— Goal of the exercise —
The entire set of lines below should be copied exactly.

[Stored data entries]

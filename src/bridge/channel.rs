//! Client side of one worker connection.
//!
//! Wraps the worker's pipe pair in framed streams and enforces the protocol
//! discipline: frame-atomic writes, single-consumer reads, and strictly
//! serialized request/reply exchanges (no pipelining).

use std::sync::atomic::{AtomicBool, Ordering};

use futures::{SinkExt, StreamExt};
use thiserror::Error;
use tokio::io::{AsyncRead, AsyncWrite};
use tokio::sync::Mutex;
use tokio_util::codec::{FramedRead, FramedWrite};

use crate::bridge::codec::{FramingError, RpcCodec};
use crate::bridge::protocol::{Request, Response};

#[derive(Debug, Error)]
pub enum ChannelError {
    /// Closed locally or torn down after the worker exited. Recoverable:
    /// the caller re-requests a channel and gets a fresh worker.
    #[error("channel closed")]
    Closed,

    /// Frame-level corruption. Fatal to this channel.
    #[error(transparent)]
    Framing(#[from] FramingError),
}

/// A live worker connection: framed request writer plus framed response
/// reader, generic over the byte streams so tests can run it over in-memory
/// duplex pipes.
pub struct Channel<R, W> {
    reader: Mutex<Option<FramedRead<R, RpcCodec<Response>>>>,
    writer: Mutex<Option<FramedWrite<W, RpcCodec<Request>>>>,
    exchange: Mutex<()>,
    closed: AtomicBool,
}

impl<R, W> Channel<R, W>
where
    R: AsyncRead + Unpin,
    W: AsyncWrite + Unpin,
{
    pub fn new(reader: R, writer: W) -> Self {
        Self {
            reader: Mutex::new(Some(FramedRead::new(reader, RpcCodec::new()))),
            writer: Mutex::new(Some(FramedWrite::new(writer, RpcCodec::new()))),
            exchange: Mutex::new(()),
            closed: AtomicBool::new(false),
        }
    }

    pub fn is_closed(&self) -> bool {
        self.closed.load(Ordering::SeqCst)
    }

    /// Writes one request frame. The writer lock is held for the whole
    /// frame, so concurrent senders never interleave partial frames.
    pub async fn send(&self, request: &Request) -> Result<(), ChannelError> {
        let mut writer = self.writer.lock().await;
        let writer = writer.as_mut().ok_or(ChannelError::Closed)?;
        writer.send(request.clone()).await?;
        Ok(())
    }

    /// Reads the next response frame. End-of-stream means the worker went
    /// away mid-conversation and surfaces as a framing error.
    pub async fn recv(&self) -> Result<Response, ChannelError> {
        let mut reader = self.reader.lock().await;
        let reader = reader.as_mut().ok_or(ChannelError::Closed)?;
        match reader.next().await {
            Some(Ok(response)) => Ok(response),
            Some(Err(e)) => Err(e.into()),
            None => Err(FramingError::UnexpectedEof.into()),
        }
    }

    /// One request, one blocking reply. A second concurrent exchange on the
    /// same channel waits behind the first rather than pipelining.
    pub async fn exchange(&self, request: &Request) -> Result<Response, ChannelError> {
        let _turn = self.exchange.lock().await;
        self.send(request).await?;
        self.recv().await
    }

    /// Closes both directions. Idempotent; secondary errors are logged and
    /// swallowed because close runs on teardown paths where the worker is
    /// often already gone.
    pub async fn close(&self) {
        if self.closed.swap(true, Ordering::SeqCst) {
            return;
        }
        if let Some(mut writer) = self.writer.lock().await.take() {
            if let Err(e) = writer.close().await {
                tracing::debug!(error = %e, "Close of write half failed");
            }
        }
        drop(self.reader.lock().await.take());
    }
}
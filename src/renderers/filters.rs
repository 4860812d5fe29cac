// Copyright @yucwang 2026

use ndarray::{Array, Array4, Array5, Axis, Dimension, Zip};

use crate::math::constants::Float;

/// Normalized 1D Gaussian window with a radius of three sigma.
pub fn gaussian_kernel(sigma: Float) -> Vec<Float> {
    let radius = (3.0 * sigma).ceil().max(1.0) as i32;
    let denom = 2.0 * sigma * sigma;
    let weights: Vec<Float> = (-radius..=radius).map(|x| (-((x * x) as Float) / denom).exp()).collect();
    let sum: Float = weights.iter().sum();
    weights.into_iter().map(|w| w / sum).collect()
}

/// Convolves every lane along `axis` with `kernel`, zero padded to the same size.
fn blur_axis<D: Dimension>(data: &Array<Float, D>, axis: Axis, kernel: &[Float]) -> Array<Float, D> {
    let radius = (kernel.len() / 2) as isize;
    let mut out = Array::<Float, D>::zeros(data.raw_dim());
    Zip::from(out.lanes_mut(axis)).and(data.lanes(axis)).for_each(|mut out, lane| {
        let n = lane.len() as isize;
        for i in 0..n {
            let mut acc = 0.0;
            for (t, w) in kernel.iter().enumerate() {
                let idx = i + t as isize - radius;
                if idx >= 0 && idx < n {
                    acc += w * lane[idx as usize];
                }
            }
            out[i as usize] = acc;
        }
    });
    out
}

fn blur_axes<D: Dimension>(data: &Array<Float, D>, axes: &[usize], sigma: Float) -> Array<Float, D> {
    if sigma <= 0.0 {
        return data.clone();
    }
    let kernel = gaussian_kernel(sigma);
    axes.iter().fold(data.clone(), |acc, &axis| blur_axis(&acc, Axis(axis), &kernel))
}

/// Blurs image batches `(N, H, W, C)` over height and width.
pub fn gaussian_blur_2d(images: &Array4<Float>, sigma: Float) -> Array4<Float> {
    blur_axes(images, &[1, 2], sigma)
}

/// Blurs volumes `(N, D, H, W, C)` over depth, height and width.
pub fn gaussian_blur_3d(volume: &Array5<Float>, sigma: Float) -> Array5<Float> {
    blur_axes(volume, &[1, 2, 3], sigma)
}

#[cfg(test)]
mod tests {
    use super::*;

    #[test]
    fn test_kernel_is_normalized_and_symmetric() {
        let kernel = gaussian_kernel(1.5);
        assert_eq!(kernel.len(), 11);
        assert!((kernel.iter().sum::<Float>() - 1.0).abs() < 1e-5);
        assert!((kernel[0] - kernel[10]).abs() < 1e-7);
        assert!(kernel[5] > kernel[4]);
    }

    #[test]
    fn test_blur_preserves_interior_mass() {
        let mut images = Array4::<Float>::zeros((1, 9, 9, 1));
        images[[0, 4, 4, 0]] = 1.0;
        let blurred = gaussian_blur_2d(&images, 0.8);
        assert!((blurred.sum() - 1.0).abs() < 1e-4);
        assert!(blurred[[0, 4, 4, 0]] < 1.0);
        assert!((blurred[[0, 3, 4, 0]] - blurred[[0, 4, 5, 0]]).abs() < 1e-6);
        assert_eq!(gaussian_blur_2d(&images, 0.0), images);
    }
}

— Answer space —
filename src/bridge/channel.rs
//! Client side of one worker connection.
//!
//! Wraps the worker's pipe pair in framed streams and enforces the protocol
//! discipline: frame-atomic writes, single-consumer reads, and strictly
//! serialized request/reply exchanges (no pipelining).

use std::sync::atomic::{AtomicBool, Ordering};

use futures::{SinkExt, StreamExt};
use thiserror::Error;
use tokio::io::{AsyncRead, AsyncWrite};
use tokio::sync::Mutex;
use tokio_util::codec::{FramedRead, FramedWrite};

use crate::bridge::codec::{FramingError, RpcCodec};
use crate::bridge::protocol::{Request, Response};

#[derive(Debug, Error)]
pub enum ChannelError {
    /// Closed locally or torn down after the worker exited. Recoverable:
    /// the caller re-requests a channel and gets a fresh worker.
    #[error("channel closed")]
    Closed,

    /// Frame-level corruption. Fatal to this channel.
    #[error(transparent)]
    Framing(#[from] FramingError),
}

/// A live worker connection: framed request writer plus framed response
/// reader, generic over the byte streams so tests can run it over in-memory
/// duplex pipes.
pub struct Channel<R, W> {
    reader: Mutex<Option<FramedRead<R, RpcCodec<Response>>>>,
    writer: Mutex<Option<FramedWrite<W, RpcCodec<Request>>>>,
    exchange: Mutex<()>,
    closed: AtomicBool,
}

impl<R, W> Channel<R, W>
where
    R: AsyncRead + Unpin,
    W: AsyncWrite + Unpin,
{
    pub fn new(reader: R, writer: W) -> Self {
        Self {
            reader: Mutex::new(Some(FramedRead::new(reader, RpcCodec::new()))),
            writer: Mutex::new(Some(FramedWrite::new(writer, RpcCodec::new()))),
            exchange: Mutex::new(()),
            closed: AtomicBool::new(false),
        }
    }

    pub fn is_closed(&self) -> bool {
        self.closed.load(Ordering::SeqCst)
    }

    /// Writes one request frame. The writer lock is held for the whole
    /// frame, so concurrent senders never interleave partial frames.
    pub async fn send(&self, request: &Request) -> Result<(), ChannelError> {
        let mut writer = self.writer.lock().await;
        let writer = writer.as_mut().ok_or(ChannelError::Closed)?;
        writer.send(request.clone()).await?;
        Ok(())
    }

    /// Reads the next response frame. End-of-stream means the worker went
    /// away mid-conversation and surfaces as a framing error.
    pub async fn recv(&self) -> Result<Response, ChannelError> {
        let mut reader = self.reader.lock().await;
        let reader = reader.as_mut().ok_or(ChannelError::Closed)?;
        match reader.next().await {
            Some(Ok(response)) => Ok(response),
            Some(Err(e)) => Err(e.into()),
            None => Err(FramingError::UnexpectedEof.into()),
        }
    }

    /// One request, one blocking reply. A second concurrent exchange on the
    /// same channel waits behind the first rather than pipelining.
    pub async fn exchange(&self, request: &Request) -> Result<Response, ChannelError> {
        let _turn = self.exchange.lock().await;
        self.send(request).await?;
        self.recv().await
    }

    /// Closes both directions. Idempotent; secondary errors are logged and
    /// swallowed because close runs on teardown paths where the worker is
    /// often already gone.
    pub async fn close(&self) {
        if self.closed.swap(true, Ordering::SeqCst) {
            return;
        }
        if let Some(mut writer) = self.writer.lock().await.take() {
            if let Err(e) = writer.close().await {
                tracing::debug!(error = %e, "Close of write half failed");
            }
        }
        drop(self.reader.lock().await.take());
    }
}
filename src/renderers/filters.rs
repository 4860812d5fe29cac
// Copyright @yucwang 2026

use ndarray::{Array, Array4, Array5, Axis, Dimension, Zip};

use crate::math::constants::Float;

/// Normalized 1D Gaussian window with a radius of three sigma.
pub fn gaussian_kernel(sigma: Float) -> Vec<Float> {
    let radius = (3.0 * sigma).ceil().max(1.0) as i32;
    let denom = 2.0 * sigma * sigma;
    let weights: Vec<Float> = (-radius..=radius).map(|x| (-((x * x) as Float) / denom).exp()).collect();
    let sum: Float = weights.iter().sum();
    weights.into_iter().map(|w| w / sum).collect()
}

/// Convolves every lane along `axis` with `kernel`, zero padded to the same size.
fn blur_axis<D: Dimension>(data: &Array<Float, D>, axis: Axis, kernel: &[Float]) -> Array<Float, D> {
    let radius = (kernel.len() / 2) as isize;
    let mut out = Array::<Float, D>::zeros(data.raw_dim());
    Zip::from(out.lanes_mut(axis)).and(data.lanes(axis)).for_each(|mut out, lane| {
        let n = lane.len() as isize;
        for i in 0..n {
            let mut acc = 0.0;
            for (t, w) in kernel.iter().enumerate() {
                let idx = i + t as isize - radius;
                if idx >= 0 && idx < n {
                    acc += w * lane[idx as usize];
                }
            }
            out[i as usize] = acc;
        }
    });
    out
}

fn blur_axes<D: Dimension>(data: &Array<Float, D>, axes: &[usize], sigma: Float) -> Array<Float, D> {
    if sigma <= 0.0 {
        return data.clone();
    }
    let kernel = gaussian_kernel(sigma);
    axes.iter().fold(data.clone(), |acc, &axis| blur_axis(&acc, Axis(axis), &kernel))
}

/// Blurs image batches `(N, H, W, C)` over height and width.
pub fn gaussian_blur_2d(images: &Array4<Float>, sigma: Float) -> Array4<Float> {
    blur_axes(images, &[1, 2], sigma)
}

/// Blurs volumes `(N, D, H, W, C)` over depth, height and width.
pub fn gaussian_blur_3d(volume: &Array5<Float>, sigma: Float) -> Array5<Float> {
    blur_axes(volume, &[1, 2, 3], sigma)
}

#[cfg(test)]
mod tests {
    use super::*;

    #[test]
    fn test_kernel_is_normalized_and_symmetric() {
        let kernel = gaussian_kernel(1.5);
        assert_eq!(kernel.len(), 11);
        assert!((kernel.iter().sum::<Float>() - 1.0).abs() < 1e-5);
        assert!((kernel[0] - kernel[10]).abs() < 1e-7);
        assert!(kernel[5] > kernel[4]);
    }

    #[test]
    fn test_blur_preserves_interior_mass() {
        let mut images = Array4::<Float>::zeros((1, 9, 9, 1));
        images[[0, 4, 4, 0]] = 1.0;
        let blurred = gaussian_blur_2d(&images, 0.8);
        assert!((blurred.sum() - 1.0).abs() < 1e-4);
        assert!(blurred[[0, 4, 4, 0]] < 1.0);
        assert!((blurred[[0, 3, 4, 0]] - blurred[[0, 4, 5, 0]]).abs() < 1e-6);
        assert_eq!(gaussian_blur_2d(&images, 0.0), images);
    }
}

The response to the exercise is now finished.